Decisão da Suprema Corte dos EUA sobre tarifas é importante, mas exige cautela, diz Fiemg
Após a Suprema Corte dos Estados Unidos (EUA) rejeitar as tarifas aplicadas pelo presidente Donald Trump a diversos países, incluindo o Brasil, a Federação das Indústrias do Estado de Minas Gerais (Fiemg) declarou que o passo dado pela Justiça estadunidense é importante, mas ainda faz parte de um cenário de incerteza.
A definição da Suprema Corte é relativa às tarifas amplas impostas por Trump com base na Lei de Poderes Econômicos de Emergência Internacional (IEEPA), lei que permite cobranças externas em caso de emergências nacionais. Para a Justiça, Trump excedeu os poderes presidenciais ao utilizá-la.

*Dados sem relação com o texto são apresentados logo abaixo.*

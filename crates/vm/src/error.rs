//! Faults, result codes and engine errors.
//!
//! A [`Fault`] is a terminal condition inside one invocation; it never
//! escapes as a Rust error from the engine but is reported through
//! [`ResultCode`]. [`EngineError`] covers failures around the invocation
//! (load, validation, persistence).

use regvm_validator::ValidationError;
use serde::{Deserialize, Serialize};
use std::fmt;
use thiserror::Error;

/// Conditions that halt the fetch-decode-execute loop.
#[derive(Debug, Clone, Copy, PartialEq, Eq, Hash, Error)]
pub enum Fault {
    /// Gas ran out before END was reached.
    #[error("insufficient gas")]
    InsufficientGas,

    /// Byte at the program counter is not an executable opcode.
    #[error("illegal opcode")]
    IllegalOpcode,

    /// PUSH or CALL on a full stack.
    #[error("stack overflow")]
    StackOverflow,

    /// POP or RETURN on an empty stack.
    #[error("stack underflow")]
    StackUnderflow,

    /// A multi-cell memory write ran past the last address.
    #[error("access outside ram")]
    AccessOutsideRam,

    /// DIV with a zero divisor.
    #[error("divide by zero")]
    DivideByZero,

    /// Write to an immediate-mode destination.
    #[error("store to immediate")]
    StoreToImmediate,

    /// Destination cannot take the value (wrong mode, bit out of range,
    /// transfer refused by the host).
    #[error("illegal destination")]
    IllegalDestination,

    /// Program counter or operand bytes past the logical code length.
    #[error("access outside rom")]
    AccessOutsideRom,
}

/// Terminal result of an invocation. Exhaustive.
#[derive(Debug, Clone, Copy, PartialEq, Eq, Hash, Serialize, Deserialize)]
#[serde(rename_all = "snake_case")]
pub enum ResultCode {
    Ok,
    InsufficientGas,
    IllegalOpcode,
    StackOverflow,
    StackUnderflow,
    AccessOutsideRam,
    DivideByZero,
    StoreToImmediate,
    IllegalDestination,
    AccessOutsideRom,
}

impl ResultCode {
    pub fn as_str(&self) -> &'static str {
        match self {
            ResultCode::Ok => "ok",
            ResultCode::InsufficientGas => "insufficient_gas",
            ResultCode::IllegalOpcode => "illegal_opcode",
            ResultCode::StackOverflow => "stack_overflow",
            ResultCode::StackUnderflow => "stack_underflow",
            ResultCode::AccessOutsideRam => "access_outside_ram",
            ResultCode::DivideByZero => "divide_by_zero",
            ResultCode::StoreToImmediate => "store_to_immediate",
            ResultCode::IllegalDestination => "illegal_destination",
            ResultCode::AccessOutsideRom => "access_outside_rom",
        }
    }

    pub fn is_ok(&self) -> bool {
        *self == ResultCode::Ok
    }
}

impl fmt::Display for ResultCode {
    fn fmt(&self, f: &mut fmt::Formatter<'_>) -> fmt::Result {
        f.write_str(self.as_str())
    }
}

impl From<Fault> for ResultCode {
    fn from(fault: Fault) -> Self {
        match fault {
            Fault::InsufficientGas => ResultCode::InsufficientGas,
            Fault::IllegalOpcode => ResultCode::IllegalOpcode,
            Fault::StackOverflow => ResultCode::StackOverflow,
            Fault::StackUnderflow => ResultCode::StackUnderflow,
            Fault::AccessOutsideRam => ResultCode::AccessOutsideRam,
            Fault::DivideByZero => ResultCode::DivideByZero,
            Fault::StoreToImmediate => ResultCode::StoreToImmediate,
            Fault::IllegalDestination => ResultCode::IllegalDestination,
            Fault::AccessOutsideRom => ResultCode::AccessOutsideRom,
        }
    }
}

impl From<Result<(), Fault>> for ResultCode {
    fn from(result: Result<(), Fault>) -> Self {
        match result {
            Ok(()) => ResultCode::Ok,
            Err(fault) => fault.into(),
        }
    }
}

/// Contract store failures.
#[derive(Debug, Error)]
pub enum StoreError {
    #[error("contract '{0}' not found")]
    NotFound(String),

    #[error("contract '{address}' is malformed: {reason}")]
    Malformed { address: String, reason: String },

    #[error("invalid contract address '{0}'")]
    InvalidAddress(String),

    #[error("ledger file is malformed: {0}")]
    MalformedLedger(String),

    #[error("store io error: {0}")]
    Io(#[from] std::io::Error),
}

/// Configuration failures.
#[derive(Debug, Error)]
pub enum ConfigError {
    #[error("failed to read config file: {0}")]
    Io(#[from] std::io::Error),

    #[error("failed to parse config: {0}")]
    Parse(#[from] toml::de::Error),

    #[error("unknown opcode mnemonic '{0}' in gas table")]
    UnknownOpcode(String),

    #[error("gas cost for {0} must be at least 1")]
    ZeroCost(String),
}

/// Errors around an invocation. Faults inside the loop are not errors;
/// they come back as an `Outcome` with a non-ok [`ResultCode`].
#[derive(Debug, Error)]
pub enum EngineError {
    #[error(transparent)]
    Store(#[from] StoreError),

    #[error("contract failed validation with {} error(s)", .0.len())]
    Validation(Vec<ValidationError>),

    #[error("contract has no function named '{0}'")]
    UnknownFunction(String),

    /// The run finished but the updated record could not be saved.
    #[error("run finished with {result} but persisting failed: {source}")]
    Persist {
        result: ResultCode,
        #[source]
        source: StoreError,
    },
}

Em nota, a Fiemg informa que o julgamento em questão atinge as tarifas recíprocas, como a alíquota de 10% aplicada ao Brasil, e adicionais por país, que chegaram a 40% em pacotes recentes.
Já tarifas baseadas em outros dispositivos legais, como as derivadas de investigações setoriais (Section 232), que abrangem aço, alumínio e setor automotivo, além das medidas contra listas específicas, no caso da China (Section 301), permanecem.

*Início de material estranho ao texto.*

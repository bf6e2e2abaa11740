//! Structural scan of each function's instruction stream.
//!
//! Starting at a function's entry offset, instructions are decoded one after
//! another until RETURN or END. The scan is linear: branch targets are not
//! followed.

use crate::error::ValidationError;
use crate::rules::{check_operands, OperandRules};
use regvm_common::{DecodeError, Function, Instruction};

/// Scan one function. Stops at the first problem found.
pub fn scan_function<R: OperandRules + ?Sized>(
    code: &[u8],
    function: &Function,
    rules: &R,
) -> Result<usize, ValidationError> {
    let mut ptr = function.offset;
    let mut count = 0;

    loop {
        let instr = match Instruction::decode(code, ptr) {
            Ok(instr) => instr,
            Err(DecodeError::OutOfRange { .. }) => {
                return Err(ValidationError::MissingTerminator {
                    function: function.name.clone(),
                })
            }
            Err(DecodeError::UnknownOpcode(byte) | DecodeError::ReservedOpcode(byte)) => {
                return Err(ValidationError::UnknownOpcode { at: ptr, byte })
            }
            Err(DecodeError::Truncated { opcode, .. }) => {
                return Err(ValidationError::TruncatedOperand { at: ptr, opcode })
            }
        };
        count += 1;

        check_operands(rules, &instr).map_err(|reason| ValidationError::IllegalOperand {
            at: ptr,
            opcode: instr.opcode,
            reason,
        })?;

        if instr.opcode.is_terminator() {
            return Ok(count);
        }
        ptr += instr.len();
    }
}

/// Scan every function in `functions`, collecting one error per failing
/// function.
pub fn check_structural<R: OperandRules + ?Sized>(
    code: &[u8],
    functions: &[Function],
    rules: &R,
) -> Vec<ValidationError> {
    functions
        .iter()
        .filter_map(|f| scan_function(code, f, rules).err())
        .collect()
}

Apesar disso, a entidade considerou a medida “relevante”. “É um passo importante, mas o cenário ainda é incerto. O que a indústria precisa agora é previsibilidade. Seguiremos atentos e defendendo condições equilibradas para a indústria mineira no comércio internacional”, afirma o presidente da entidade, Flávio Roscoe.
A Fiemg ainda lembra que a medida da Suprema Corte abre espaço para reembolso dos valores cobrados sob a IEEPA. No entanto, a entidade explica que ainda não há definição sobre prazos, procedimentos ou data de suspensão da cobrança, que dependerá de atos formais das autoridades norte-americanas.

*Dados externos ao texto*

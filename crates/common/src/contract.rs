//! Contract records: the persisted unit the engine executes.

use serde::{Deserialize, Serialize};

/// A named entry point into a contract's bytecode.
#[derive(Debug, Clone, PartialEq, Eq, Serialize, Deserialize)]
pub struct Function {
    pub name: String,
    /// Byte offset of the first instruction.
    pub offset: usize,
}

impl Function {
    pub fn new(name: impl Into<String>, offset: usize) -> Self {
        Self {
            name: name.into(),
            offset,
        }
    }
}

/// A deployed contract.
///
/// `byte_code_len` is the logical code length and may be shorter than the
/// `bytecode` buffer. All bounds checks use the logical length.
#[derive(Debug, Clone, PartialEq, Eq, Serialize, Deserialize)]
pub struct ContractRecord {
    /// Function table, in declaration order. Names are not required to be unique.
    pub functions: Vec<Function>,
    pub bytecode: Vec<u8>,
    pub byte_code_len: usize,
    /// Opaque owner identity.
    pub owner: String,
    pub balance: i64,
    /// Incremented once per completed run, faulted runs included.
    pub exec_count_lifetime: i64,
}

impl ContractRecord {
    /// A record whose logical length covers the whole buffer.
    pub fn new(bytecode: Vec<u8>, owner: impl Into<String>) -> Self {
        Self {
            functions: Vec::new(),
            byte_code_len: bytecode.len(),
            bytecode,
            owner: owner.into(),
            balance: 0,
            exec_count_lifetime: 0,
        }
    }

    /// Builder-style function table entry.
    pub fn with_function(mut self, name: impl Into<String>, offset: usize) -> Self {
        self.functions.push(Function::new(name, offset));
        self
    }

    pub fn with_balance(mut self, balance: i64) -> Self {
        self.balance = balance;
        self
    }

    /// The logical code: `bytecode[..byte_code_len]`, clamped to the buffer.
    pub fn code(&self) -> &[u8] {
        let len = self.byte_code_len.min(self.bytecode.len());
        &self.bytecode[..len]
    }

    /// First function declared under `name`.
    pub fn function(&self, name: &str) -> Option<&Function> {
        self.functions.iter().find(|f| f.name == name)
    }

    /// blake3 hash over the logical code and the function table.
    ///
    /// Balance, owner and counters are excluded: they change between runs
    /// without affecting what the validator sees.
    pub fn code_hash(&self) -> [u8; 32] {
        let mut hasher = blake3::Hasher::new();
        hasher.update(&(self.byte_code_len as u64).to_le_bytes());
        hasher.update(&(self.bytecode.len() as u64).to_le_bytes());
        hasher.update(self.code());
        for f in &self.functions {
            hasher.update(&(f.name.len() as u64).to_le_bytes());
            hasher.update(f.name.as_bytes());
            hasher.update(&(f.offset as u64).to_le_bytes());
        }
        *hasher.finalize().as_bytes()
    }
}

“Desde o início do debate sobre o chamado ‘tarifaço’, a Fiemg tem defendido o diálogo entre os países como solução para controvérsias comerciais, atuando na defesa da indústria mineira e de sua competitividade. A entidade também alerta para a possibilidade de reação do governo norte-americano, inclusive com novas medidas executivas”, encerra.